Из долины тянуло тиной, застойной водой, затхлостью. Крякали утки. Картина была неприятная, но притягивала взгляд. Степанов с удивленным усилием преодолел колдовство нехорошего пейзажа, передернул плечами: «Да какое это озеро, болото, наверное, как та зеленая лужа с воробьями. Только эта с утками».
С темных покосившихся столбов, от желтых и зеленых шишек изоляторов до земли свисали оборванные провода. Рыжие кривые останки комбайна, проросшие толстыми сорняками и вездесущими мальвами, жутковато громоздились на обочине еле заметной дороги. В обшелушенной ржавчиной кабине комбайна жили маленькие кривенькие березки.
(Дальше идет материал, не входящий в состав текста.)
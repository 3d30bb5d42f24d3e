//! Timeouts, deadlines, and the port clock.
//!
//! All blocking operations take a [`Timeout`]. The deadline is computed once on
//! entry from [`Port::now_us`], and every retry of the wait recomputes the
//! remaining span from that deadline, so spurious wakeups never extend the
//! total time a caller can be blocked.
use core::{fmt, time::Duration};

use crate::port::Port;

/// The CMSIS-RTOS2 `osWaitForever` sentinel for millisecond timeouts.
pub const OS_WAIT_FOREVER: u32 = 0xffff_ffff;

/// A relative timeout with microsecond precision, or [`Timeout::FOREVER`].
#[derive(Clone, Copy, PartialEq, Eq, PartialOrd, Ord, Hash)]
#[repr(transparent)]
pub struct Timeout {
    /// `u64::MAX` represents an infinite timeout.
    micros: u64,
}

impl Timeout {
    /// Don't wait at all. A blocking operation with this timeout only polls.
    pub const ZERO: Self = Self { micros: 0 };

    /// Wait without a bound.
    pub const FOREVER: Self = Self { micros: u64::MAX };

    /// Construct a `Timeout` from the specified number of microseconds.
    ///
    /// `u64::MAX` is indistinguishable from [`Self::FOREVER`].
    #[inline]
    pub const fn from_micros(micros: u64) -> Self {
        Self { micros }
    }

    /// Construct a `Timeout` from a CMSIS-style millisecond count, mapping
    /// [`OS_WAIT_FOREVER`] to [`Self::FOREVER`].
    #[inline]
    pub const fn from_millis(millis: u32) -> Self {
        if millis == OS_WAIT_FOREVER {
            Self::FOREVER
        } else {
            Self {
                micros: millis as u64 * 1_000,
            }
        }
    }

    /// Construct a `Timeout` from a [`Duration`], saturating to
    /// [`Self::FOREVER`] if it doesn't fit.
    #[inline]
    pub fn from_duration(duration: Duration) -> Self {
        Self {
            micros: u64::try_from(duration.as_micros()).unwrap_or(u64::MAX),
        }
    }

    /// Return `true` if this timeout never expires.
    #[inline]
    pub const fn is_forever(self) -> bool {
        self.micros == u64::MAX
    }

    /// Get the span in microseconds, or `None` for [`Self::FOREVER`].
    #[inline]
    pub const fn as_micros(self) -> Option<u64> {
        if self.is_forever() {
            None
        } else {
            Some(self.micros)
        }
    }

    /// Get the span as a [`Duration`], or `None` for [`Self::FOREVER`].
    #[inline]
    pub const fn as_duration(self) -> Option<Duration> {
        match self.as_micros() {
            Some(micros) => Some(Duration::from_micros(micros)),
            None => None,
        }
    }

    /// Convert this timeout to an absolute deadline relative to `now_us`.
    #[inline]
    pub const fn deadline_from(self, now_us: u64) -> Deadline {
        if self.is_forever() {
            Deadline::NEVER
        } else {
            match now_us.checked_add(self.micros) {
                Some(at) => Deadline { at },
                // Beyond the representable range; the clock won't get there
                None => Deadline::NEVER,
            }
        }
    }
}

impl From<Duration> for Timeout {
    #[inline]
    fn from(x: Duration) -> Self {
        Self::from_duration(x)
    }
}

impl fmt::Debug for Timeout {
    fn fmt(&self, f: &mut fmt::Formatter) -> fmt::Result {
        match self.as_micros() {
            Some(micros) => write!(f, "{micros}μs"),
            None => f.write_str("FOREVER"),
        }
    }
}

/// An absolute point on the port clock by which a wait must complete.
#[derive(Clone, Copy, PartialEq, Eq, Hash)]
pub struct Deadline {
    /// `u64::MAX` represents "never".
    at: u64,
}

impl Deadline {
    /// A deadline that is never reached.
    pub const NEVER: Self = Self { at: u64::MAX };

    /// Compute the deadline for `timeout` starting now.
    #[inline]
    pub fn after<P: Port>(timeout: Timeout) -> Self {
        if timeout.is_forever() {
            // Don't bother reading the clock
            Self::NEVER
        } else {
            timeout.deadline_from(P::now_us())
        }
    }

    /// Return `true` if this deadline is never reached.
    #[inline]
    pub const fn is_never(self) -> bool {
        self.at == u64::MAX
    }

    /// Get the time left until the deadline as of `now_us`.
    ///
    /// Returns `None` if the deadline has been reached (the remaining span is
    /// zero or negative).
    #[inline]
    pub const fn remaining_at(self, now_us: u64) -> Option<Timeout> {
        if self.is_never() {
            Some(Timeout::FOREVER)
        } else if self.at <= now_us {
            None
        } else {
            Some(Timeout::from_micros(self.at - now_us))
        }
    }

    /// Get the time left until the deadline, reading the port clock.
    #[inline]
    pub fn remaining<P: Port>(self) -> Option<Timeout> {
        if self.is_never() {
            Some(Timeout::FOREVER)
        } else {
            self.remaining_at(P::now_us())
        }
    }
}

impl fmt::Debug for Deadline {
    fn fmt(&self, f: &mut fmt::Formatter) -> fmt::Result {
        if self.is_never() {
            f.write_str("Deadline(NEVER)")
        } else {
            write!(f, "Deadline({}μs)", self.at)
        }
    }
}

/// Get the current value of the port's monotonic microsecond clock.
#[inline]
pub fn now_us<P: Port>() -> u64 {
    P::now_us()
}

/// Get the number of milliseconds elapsed on the port clock
/// (`Kernel::get_ms_count`).
#[inline]
pub fn ms_count<P: Port>() -> u64 {
    P::now_us() / 1_000
}

#[cfg(test)]
mod tests {
    use super::*;
    use quickcheck_macros::quickcheck;

    #[test]
    fn millis_sentinel() {
        assert_eq!(Timeout::from_millis(OS_WAIT_FOREVER), Timeout::FOREVER);
        assert_eq!(Timeout::from_millis(50).as_micros(), Some(50_000));
        assert_eq!(Timeout::from_millis(0), Timeout::ZERO);
    }

    #[test]
    fn duration_saturates() {
        assert!(Timeout::from_duration(Duration::MAX).is_forever());
        assert_eq!(
            Timeout::from(Duration::from_millis(3)).as_duration(),
            Some(Duration::from_millis(3))
        );
        assert_eq!(Timeout::FOREVER.as_duration(), None);
    }

    #[test]
    fn deadline_saturates_to_never() {
        assert!(Timeout::FOREVER.deadline_from(123).is_never());
        assert!(Timeout::from_micros(u64::MAX - 1)
            .deadline_from(5)
            .is_never());
        assert_eq!(
            Deadline::NEVER.remaining_at(u64::MAX - 1),
            Some(Timeout::FOREVER)
        );
    }

    #[test]
    fn deadline_remaining() {
        let deadline = Timeout::from_micros(100).deadline_from(1_000);
        assert_eq!(deadline.remaining_at(1_000), Some(Timeout::from_micros(100)));
        assert_eq!(deadline.remaining_at(1_099), Some(Timeout::from_micros(1)));
        assert_eq!(deadline.remaining_at(1_100), None);
        assert_eq!(deadline.remaining_at(5_000), None);
    }

    #[test]
    fn zero_timeout_is_already_elapsed() {
        assert_eq!(Timeout::ZERO.deadline_from(42).remaining_at(42), None);
    }

    /// The remaining span never exceeds the requested timeout and shrinks as
    /// the clock advances.
    #[quickcheck]
    fn qc_remaining_is_monotonic(start: u32, span: u32, a: u32, b: u32) -> bool {
        let (start, span) = (start as u64, span as u64);
        let deadline = Timeout::from_micros(span).deadline_from(start);
        let (t1, t2) = if a <= b { (a, b) } else { (b, a) };
        let r1 = deadline.remaining_at(start + t1 as u64);
        let r2 = deadline.remaining_at(start + t2 as u64);
        let to_micros = |r: Option<Timeout>| r.and_then(Timeout::as_micros).unwrap_or(0);
        to_micros(r1) <= span && to_micros(r2) <= to_micros(r1)
    }
}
Степанов медленно ехал по деревне, вглядываясь в черные дыры окон. Занавесок нету. Да есть ли тут кто-нибудь живой?
Он остановил машину. Выпил стаканчик кофе. «Нет, что ни говорите, но в этой мерзости запустения есть все же какая-то неизъяснимая поэтическая прелесть. Такой покой, тишина… вечная тишина…»
Степанов решил заглянуть в ближайший дом.
Двери были открыты. В сенях тьма. Постоял немного, привыкая глазами. Дверь в комнату поддалась с трудом, нехотя. Несусветная вонь, пахнет чем-то прокисшим, помойкой, самогоном, накурено все, воздух как кисель. На столе ломти хлеба, баллоны из-под газировки, в них мутная жидкость. С печки-лежанки из-под тряпья свисает голая нога человека, в рыжих волосах, жилистая, в червяках толстых синих вен, с громадными желтыми ногтями, загнутыми как когти. Зеленая керосиновая лампа, с матовым от грязи и копоти стеклом, стоит на подоконнике. В тарелке искуренные папиросы. По стеклам окон, столу, хлебу лениво ползают крупные мухи. На полу лужа. Кажется, ацетоном пахнет? Степанов напрягся, потянул носом — точно, моча.
В красном углу темнели еле различимые иконы.
Под ними сидел полуголый лысый человек и, не моргая, огромными глазами смотрел на Степанова.
— Чего тебе? — хрипло проговорил человек.
— Я?.. Мне? Я врач, — кивнул Степанов. — Что с вами? Вам плохо? Где болит?